** Material shown follows **

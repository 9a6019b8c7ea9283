//! Read-only view of a search in progress.
//!
//! Everything here takes `&self`: renderers and inspectors can query the
//! frontier, settled set, predecessor edges and current path between steps
//! without influencing the search.

use tilenav_core::Point;

use crate::node::{NodeState, PathNode};
use crate::search::{Pathfinder, SearchStatus};

/// Owned copy of a [`Pathfinder`]'s observable state.
#[derive(Debug, Clone, PartialEq)]
#[cfg_attr(feature = "serde", derive(serde::Serialize, serde::Deserialize))]
pub struct SearchSnapshot {
    pub start: Point,
    pub goal: Point,
    pub current: Point,
    pub status: SearchStatus,
    pub steps: usize,
    pub frontier: Vec<PathNode>,
    pub settled: Vec<PathNode>,
    /// `(cell, predecessor)` pairs.
    pub edges: Vec<(Point, Point)>,
    pub path: Vec<Point>,
    pub path_cost: Option<f32>,
}

impl Pathfinder {
    #[inline]
    pub fn start(&self) -> Point {
        self.start
    }

    #[inline]
    pub fn goal(&self) -> Point {
        self.goal
    }

    /// The cell the next expansion will consider: the cheapest frontier
    /// entry after the last step.
    #[inline]
    pub fn current(&self) -> Point {
        self.current
    }

    #[inline]
    pub fn status(&self) -> SearchStatus {
        self.status
    }

    /// Number of cells settled so far in this run.
    #[inline]
    pub fn steps(&self) -> usize {
        self.steps
    }

    /// Route from start to goal through the best known predecessors, or
    /// empty if the goal has not been reached.
    #[inline]
    pub fn path(&self) -> &[Point] {
        &self.path
    }

    /// Total cost of [`path`](Self::path), or `None` when it is empty.
    pub fn path_cost(&self) -> Option<f32> {
        if self.path.is_empty() {
            return None;
        }
        self.cost_at(self.goal)
    }

    /// Frontier entries with their tentative costs, in row-major order.
    /// Unreached cells seeded into the frontier report
    /// [`UNREACHABLE`](crate::UNREACHABLE).
    pub fn frontier(&self) -> Vec<PathNode> {
        let mut nodes: Vec<PathNode> = self
            .touched
            .iter()
            .filter_map(|&i| match self.record(i) {
                (NodeState::Open, cost) => Some(PathNode {
                    pos: self.point(i),
                    cost,
                }),
                _ => None,
            })
            .collect();
        nodes.sort_by_key(|n| n.pos);
        nodes
    }

    /// Settled cells with their final costs, in the order they were settled.
    pub fn settled(&self) -> Vec<PathNode> {
        self.settled_order
            .iter()
            .map(|&i| PathNode {
                pos: self.point(i),
                cost: self.nodes[i].g,
            })
            .collect()
    }

    /// Predecessor links as `(cell, predecessor)` pairs, in discovery order.
    pub fn edges(&self) -> Vec<(Point, Point)> {
        self.touched
            .iter()
            .filter_map(|&i| self.parent(i).map(|pi| (self.point(i), self.point(pi))))
            .collect()
    }

    /// Tentative cost of `p` if it is in the frontier.
    pub fn frontier_cost_at(&self, p: Point) -> Option<f32> {
        match self.record(self.idx(p)?) {
            (NodeState::Open, cost) => Some(cost),
            _ => None,
        }
    }

    /// Final cost of `p` if it has been settled.
    pub fn settled_cost_at(&self, p: Point) -> Option<f32> {
        match self.record(self.idx(p)?) {
            (NodeState::Settled, cost) => Some(cost),
            _ => None,
        }
    }

    /// Best known finite cost of `p`, whether settled or still in the
    /// frontier.
    pub fn cost_at(&self, p: Point) -> Option<f32> {
        match self.record(self.idx(p)?) {
            (NodeState::Unvisited, _) => None,
            (_, cost) if cost.is_finite() => Some(cost),
            _ => None,
        }
    }

    /// Cheapest known cell leading into `p`.
    pub fn predecessor_of(&self, p: Point) -> Option<Point> {
        self.parent(self.idx(p)?).map(|i| self.point(i))
    }

    /// Heuristic estimate from `p` to the goal under the current
    /// configuration. Always 0 for uniform-cost search.
    pub fn estimate_at(&self, p: Point) -> f32 {
        self.config
            .heuristic
            .estimate(p, self.goal, self.min_cost)
    }

    /// Owned copy of everything above.
    pub fn snapshot(&self) -> SearchSnapshot {
        SearchSnapshot {
            start: self.start,
            goal: self.goal,
            current: self.current,
            status: self.status,
            steps: self.steps,
            frontier: self.frontier(),
            settled: self.settled(),
            edges: self.edges(),
            path: self.path.clone(),
            path_cost: self.path_cost(),
        }
    }
}

#[cfg(test)]
mod tests {
    use super::*;
    use crate::SearchConfig;
    use tilenav_core::Tilemap;

    fn p(x: i32, y: i32) -> Point {
        Point::new(x, y)
    }

    #[test]
    fn accessors_after_one_step() {
        let grid = Tilemap::from_ascii("...\n...").unwrap();
        let mut pf = Pathfinder::new(SearchConfig::dijkstra());
        pf.initialize(&grid, p(0, 0), p(2, 1)).unwrap();
        pf.step(&grid);

        assert_eq!(pf.settled(), vec![PathNode { pos: p(0, 0), cost: 0.0 }]);
        assert_eq!(
            pf.frontier(),
            vec![
                PathNode { pos: p(1, 0), cost: 1.0 },
                PathNode { pos: p(0, 1), cost: 1.0 },
            ]
        );
        assert_eq!(pf.edges(), vec![(p(1, 0), p(0, 0)), (p(0, 1), p(0, 0))]);
        assert_eq!(pf.settled_cost_at(p(0, 0)), Some(0.0));
        assert_eq!(pf.frontier_cost_at(p(0, 0)), None);
        assert_eq!(pf.frontier_cost_at(p(1, 0)), Some(1.0));
        assert_eq!(pf.predecessor_of(p(0, 1)), Some(p(0, 0)));
        assert_eq!(pf.predecessor_of(p(0, 0)), None);
        assert_eq!(pf.cost_at(p(2, 1)), None);
        assert_eq!(pf.current(), p(1, 0));
        assert!(pf.path().is_empty());
        assert_eq!(pf.estimate_at(p(0, 0)), 0.0);
    }

    #[test]
    fn out_of_grid_queries_are_none() {
        let grid = Tilemap::new(2, 2);
        let mut pf = Pathfinder::default();
        pf.initialize(&grid, p(0, 0), p(1, 1)).unwrap();
        assert_eq!(pf.cost_at(p(-1, 0)), None);
        assert_eq!(pf.frontier_cost_at(p(5, 5)), None);
        assert_eq!(pf.predecessor_of(p(2, 0)), None);
    }

    #[test]
    fn queries_do_not_mutate() {
        let grid = Tilemap::new(4, 4);
        let mut pf = Pathfinder::default();
        pf.initialize(&grid, p(0, 0), p(3, 3)).unwrap();
        pf.step(&grid);
        pf.step(&grid);
        let before = pf.snapshot();
        let _ = (pf.frontier(), pf.settled(), pf.edges(), pf.path_cost());
        let _ = (pf.cost_at(p(1, 1)), pf.estimate_at(p(2, 2)));
        assert_eq!(pf.snapshot(), before);
    }

    #[test]
    fn snapshot_after_completion() {
        let grid = Tilemap::from_ascii("...").unwrap();
        let mut pf = Pathfinder::default();
        pf.find_path(&grid, p(0, 0), p(2, 0)).unwrap();
        let snap = pf.snapshot();
        assert_eq!(snap.status, SearchStatus::Found);
        assert_eq!(snap.path, vec![p(0, 0), p(1, 0), p(2, 0)]);
        assert_eq!(snap.path_cost, Some(2.0));
        assert_eq!(snap.steps, 2);
        assert_eq!(snap.frontier, vec![PathNode { pos: p(2, 0), cost: 2.0 }]);
    }
}
use tilenav_core::Point;

use crate::distance::manhattan;

/// Priority estimate added to the accumulated cost of frontier cells.
#[derive(Debug, Clone, Copy, Default, PartialEq, Eq, Hash)]
#[cfg_attr(feature = "serde", derive(serde::Serialize, serde::Deserialize))]
pub enum Heuristic {
    /// No estimate: plain uniform-cost search (Dijkstra).
    None,
    /// Manhattan distance to the goal (A*). Admissible and consistent on
    /// 4-directional grids once scaled by the minimum step cost.
    #[default]
    Manhattan,
}

impl Heuristic {
    /// Estimated remaining cost from `from` to `goal`, given that no step
    /// costs less than `min_cost`.
    #[inline]
    pub fn estimate(self, from: Point, goal: Point, min_cost: f32) -> f32 {
        match self {
            Self::None => 0.0,
            Self::Manhattan => manhattan(from, goal) as f32 * min_cost,
        }
    }

    /// The other mode.
    pub fn toggled(self) -> Self {
        match self {
            Self::None => Self::Manhattan,
            Self::Manhattan => Self::None,
        }
    }

    /// Short human-readable name.
    pub fn name(self) -> &'static str {
        match self {
            Self::None => "dijkstra",
            Self::Manhattan => "a*",
        }
    }
}

/// Options for a [`Pathfinder`](crate::Pathfinder).
#[derive(Debug, Clone, Copy, Default, PartialEq, Eq)]
#[cfg_attr(feature = "serde", derive(serde::Serialize, serde::Deserialize))]
pub struct SearchConfig {
    pub heuristic: Heuristic,
    /// When set, every traversable cell starts in the frontier with an
    /// infinite cost instead of being discovered lazily. Only the debug view
    /// differs; the search itself is unchanged.
    pub seed_unvisited: bool,
}

impl SearchConfig {
    /// Uniform-cost search configuration.
    pub fn dijkstra() -> Self {
        Self::default().with_heuristic(Heuristic::None)
    }

    /// A* with the Manhattan heuristic.
    pub fn astar() -> Self {
        Self::default().with_heuristic(Heuristic::Manhattan)
    }

    pub fn with_heuristic(mut self, heuristic: Heuristic) -> Self {
        self.heuristic = heuristic;
        self
    }

    pub fn with_seed_unvisited(mut self, seed: bool) -> Self {
        self.seed_unvisited = seed;
        self
    }
}
//! Route reconstruction from a predecessor map.

use std::collections::HashMap;

use tilenav_core::Point;

/// Walk predecessor links back from `goal` to `start` and return the route in
/// start-to-goal order, both ends included.
///
/// Returns `[start]` when `start == goal`, and an empty vector when the chain
/// breaks before reaching `start` (the goal is unreachable). A chain longer
/// than `limit` links is treated as unreachable too, so a corrupt map with a
/// cycle cannot loop forever.
pub fn reconstruct(
    start: Point,
    goal: Point,
    limit: usize,
    predecessor: impl Fn(Point) -> Option<Point>,
) -> Vec<Point> {
    if start == goal {
        return vec![start];
    }

    let mut path = vec![goal];
    let mut current = goal;
    while current != start {
        let Some(prev) = predecessor(current) else {
            return Vec::new();
        };
        if path.len() > limit {
            return Vec::new();
        }
        path.push(prev);
        current = prev;
    }
    path.reverse();
    path
}

/// [`reconstruct`] over a `HashMap` of `cell -> predecessor` edges.
pub fn reconstruct_from_map(
    predecessors: &HashMap<Point, Point>,
    start: Point,
    goal: Point,
) -> Vec<Point> {
    reconstruct(start, goal, predecessors.len(), |p| {
        predecessors.get(&p).copied()
    })
}
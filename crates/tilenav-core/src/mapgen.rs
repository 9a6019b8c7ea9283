//! Random level generation.
//!
//! [`MapGen`] scatters walls over a [`Tilemap`], leaving chosen cells open so
//! that a start and goal can always be placed.

use log::debug;
use rand::{Rng, RngExt};

use crate::geom::Point;
use crate::tilemap::{Tile, Tilemap};

/// Parameters for [`MapGen::scatter_walls`].
#[derive(Debug, Clone, PartialEq)]
#[cfg_attr(feature = "serde", derive(serde::Serialize, serde::Deserialize))]
pub struct WallScatter {
    /// Fraction of all cells (0.0–1.0) that become walls.
    pub wall_fraction: f64,
    /// Cells that must stay open.
    pub keep_clear: Vec<Point>,
}

impl Default for WallScatter {
    fn default() -> Self {
        Self {
            wall_fraction: 0.2,
            keep_clear: Vec::new(),
        }
    }
}

impl WallScatter {
    /// Builder: set the cells that must stay open.
    pub fn with_keep_clear(mut self, cells: impl IntoIterator<Item = Point>) -> Self {
        self.keep_clear = cells.into_iter().collect();
        self
    }
}

/// Map generator driven by a random number generator.
pub struct MapGen<R: Rng> {
    pub rng: R,
}

impl<R: Rng> MapGen<R> {
    pub fn new(rng: R) -> Self {
        Self { rng }
    }

    /// Reset `map` to floor, then turn `wall_fraction` of its cells into
    /// walls, chosen uniformly among cells not listed in `keep_clear`.
    ///
    /// Returns the number of walls placed.
    pub fn scatter_walls(&mut self, map: &mut Tilemap, rule: &WallScatter) -> usize {
        for p in map.bounds() {
            // In-bounds writes of a floor tile cannot fail.
            let _ = map.set(p, Tile::FLOOR);
        }

        let mut candidates: Vec<Point> = map
            .bounds()
            .iter()
            .filter(|p| !rule.keep_clear.contains(p))
            .collect();
        let total = map.bounds().len();
        let fraction = rule.wall_fraction.clamp(0.0, 1.0);
        let target = ((total as f64 * fraction) as usize).min(candidates.len());

        // Partial Fisher-Yates: the first `target` slots end up a uniform
        // sample of the candidates.
        for i in 0..target {
            let j = self.rng.random_range(i..candidates.len());
            candidates.swap(i, j);
            let _ = map.set(candidates[i], Tile::WALL);
        }

        debug!(
            "scattered {target} walls over {}x{} map",
            map.width(),
            map.height()
        );
        target
    }

    /// A uniformly chosen traversable cell, or `None` if the map is all wall.
    pub fn random_floor(&mut self, map: &Tilemap) -> Option<Point> {
        let cells = map.traversable_cells();
        if cells.is_empty() {
            return None;
        }
        Some(cells[self.rng.random_range(0..cells.len())])
    }
}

** End of Material shown **

» Exercise details: Transcribe the records above exactly, beginning at the line that contains "A chain longer" and ending with the line that contains "while current != start", both included, and nothing else.

» Result below:
/// breaks before reaching `start` (the goal is unreachable). A chain longer
/// than `limit` links is treated as unreachable too, so a corrupt map with a
/// cycle cannot loop forever.
pub fn reconstruct(
    start: Point,
    goal: Point,
    limit: usize,
    predecessor: impl Fn(Point) -> Option<Point>,
) -> Vec<Point> {
    if start == goal {
        return vec![start];
    }

    let mut path = vec![goal];
    let mut current = goal;
    while current != start {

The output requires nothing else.